--- RECORDS FOR THE TASK ---

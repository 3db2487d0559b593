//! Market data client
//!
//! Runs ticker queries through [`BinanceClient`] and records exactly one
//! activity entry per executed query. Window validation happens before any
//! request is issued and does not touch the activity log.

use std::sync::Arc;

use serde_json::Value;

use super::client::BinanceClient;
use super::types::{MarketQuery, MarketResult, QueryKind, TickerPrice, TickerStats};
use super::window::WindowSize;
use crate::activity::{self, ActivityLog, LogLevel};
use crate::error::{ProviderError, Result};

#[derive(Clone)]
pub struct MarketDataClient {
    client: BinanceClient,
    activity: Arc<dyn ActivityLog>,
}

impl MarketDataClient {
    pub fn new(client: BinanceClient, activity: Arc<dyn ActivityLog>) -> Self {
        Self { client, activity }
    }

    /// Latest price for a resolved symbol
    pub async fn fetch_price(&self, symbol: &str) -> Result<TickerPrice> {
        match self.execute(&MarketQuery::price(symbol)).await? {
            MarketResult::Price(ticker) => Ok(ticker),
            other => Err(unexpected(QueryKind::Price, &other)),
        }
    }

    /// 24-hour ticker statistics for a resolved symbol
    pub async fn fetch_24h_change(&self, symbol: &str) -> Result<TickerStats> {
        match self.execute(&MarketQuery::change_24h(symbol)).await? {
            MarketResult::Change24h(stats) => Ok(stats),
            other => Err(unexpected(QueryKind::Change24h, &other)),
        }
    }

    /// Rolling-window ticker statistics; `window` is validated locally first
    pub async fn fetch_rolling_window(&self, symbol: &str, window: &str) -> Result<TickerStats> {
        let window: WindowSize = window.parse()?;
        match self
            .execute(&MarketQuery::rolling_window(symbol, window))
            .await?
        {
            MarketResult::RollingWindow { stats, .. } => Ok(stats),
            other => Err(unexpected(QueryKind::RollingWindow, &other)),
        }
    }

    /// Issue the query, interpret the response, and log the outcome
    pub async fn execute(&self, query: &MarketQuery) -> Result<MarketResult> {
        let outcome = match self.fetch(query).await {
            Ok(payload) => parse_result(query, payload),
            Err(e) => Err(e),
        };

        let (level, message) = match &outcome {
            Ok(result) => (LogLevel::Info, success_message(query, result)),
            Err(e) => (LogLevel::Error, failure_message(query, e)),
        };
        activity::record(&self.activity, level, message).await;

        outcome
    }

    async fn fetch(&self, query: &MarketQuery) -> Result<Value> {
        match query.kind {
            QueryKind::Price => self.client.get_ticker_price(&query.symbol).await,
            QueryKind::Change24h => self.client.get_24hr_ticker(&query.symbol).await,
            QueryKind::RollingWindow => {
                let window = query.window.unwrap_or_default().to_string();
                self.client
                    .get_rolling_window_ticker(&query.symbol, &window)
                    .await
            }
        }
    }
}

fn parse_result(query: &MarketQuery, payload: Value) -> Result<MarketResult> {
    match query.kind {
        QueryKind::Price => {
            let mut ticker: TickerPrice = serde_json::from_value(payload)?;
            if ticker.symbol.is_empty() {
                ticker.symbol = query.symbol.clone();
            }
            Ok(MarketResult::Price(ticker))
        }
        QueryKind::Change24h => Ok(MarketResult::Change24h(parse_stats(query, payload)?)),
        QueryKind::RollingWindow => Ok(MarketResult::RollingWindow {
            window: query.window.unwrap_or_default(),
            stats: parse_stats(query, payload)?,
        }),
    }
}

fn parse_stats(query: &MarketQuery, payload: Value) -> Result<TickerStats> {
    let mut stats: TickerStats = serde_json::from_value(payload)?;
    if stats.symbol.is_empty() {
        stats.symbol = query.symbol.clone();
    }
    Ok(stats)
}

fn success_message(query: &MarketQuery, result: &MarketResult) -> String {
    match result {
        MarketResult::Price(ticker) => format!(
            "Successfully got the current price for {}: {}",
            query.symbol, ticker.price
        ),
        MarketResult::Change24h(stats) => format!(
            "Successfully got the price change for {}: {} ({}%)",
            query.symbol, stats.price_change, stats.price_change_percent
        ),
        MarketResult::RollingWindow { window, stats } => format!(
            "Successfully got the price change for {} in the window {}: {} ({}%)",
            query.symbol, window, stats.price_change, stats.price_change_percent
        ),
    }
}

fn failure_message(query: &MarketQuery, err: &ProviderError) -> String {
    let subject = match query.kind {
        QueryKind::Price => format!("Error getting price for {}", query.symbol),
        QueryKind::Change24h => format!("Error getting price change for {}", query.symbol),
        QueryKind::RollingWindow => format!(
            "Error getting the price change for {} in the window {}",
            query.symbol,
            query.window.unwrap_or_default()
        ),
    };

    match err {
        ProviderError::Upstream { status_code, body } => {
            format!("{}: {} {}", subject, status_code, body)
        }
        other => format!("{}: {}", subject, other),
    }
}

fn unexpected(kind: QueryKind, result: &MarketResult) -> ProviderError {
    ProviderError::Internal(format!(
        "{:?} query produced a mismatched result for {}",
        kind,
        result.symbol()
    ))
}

---

Among the lines above, find each one containing the string "ActivityLog" and copy it.

ANSWER TO THE EXERCISE ->
use crate::activity::{self, ActivityLog, LogLevel};
    activity: Arc<dyn ActivityLog>,
    pub fn new(client: BinanceClient, activity: Arc<dyn ActivityLog>) -> Self {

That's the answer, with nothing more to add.